Problem to solve:
Lines from the one containing "UniId, inv: InvId" through the end of the material below should be given again exactly, with no others.
Records provided section start
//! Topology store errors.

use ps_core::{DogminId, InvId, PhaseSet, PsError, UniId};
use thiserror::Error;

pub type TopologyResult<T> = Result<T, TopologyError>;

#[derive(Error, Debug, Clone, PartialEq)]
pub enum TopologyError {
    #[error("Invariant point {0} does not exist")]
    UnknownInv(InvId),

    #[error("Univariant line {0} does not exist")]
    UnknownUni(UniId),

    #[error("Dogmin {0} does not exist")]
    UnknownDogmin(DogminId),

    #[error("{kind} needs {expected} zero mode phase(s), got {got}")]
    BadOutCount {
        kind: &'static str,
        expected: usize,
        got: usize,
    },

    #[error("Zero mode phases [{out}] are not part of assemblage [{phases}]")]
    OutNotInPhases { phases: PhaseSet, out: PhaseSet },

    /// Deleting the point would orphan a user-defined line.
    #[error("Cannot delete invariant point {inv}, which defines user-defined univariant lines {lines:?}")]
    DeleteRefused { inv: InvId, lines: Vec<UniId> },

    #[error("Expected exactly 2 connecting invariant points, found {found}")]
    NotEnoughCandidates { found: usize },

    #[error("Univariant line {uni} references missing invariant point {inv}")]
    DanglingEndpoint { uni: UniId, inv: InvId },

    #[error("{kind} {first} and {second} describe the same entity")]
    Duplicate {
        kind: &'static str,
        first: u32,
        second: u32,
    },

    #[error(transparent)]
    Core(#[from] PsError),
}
Records provided section end
Written answer:
    DanglingEndpoint { uni: UniId, inv: InvId },

    #[error("{kind} {first} and {second} describe the same entity")]
    Duplicate {
        kind: &'static str,
        first: u32,
        second: u32,
    },

    #[error(transparent)]
    Core(#[from] PsError),
}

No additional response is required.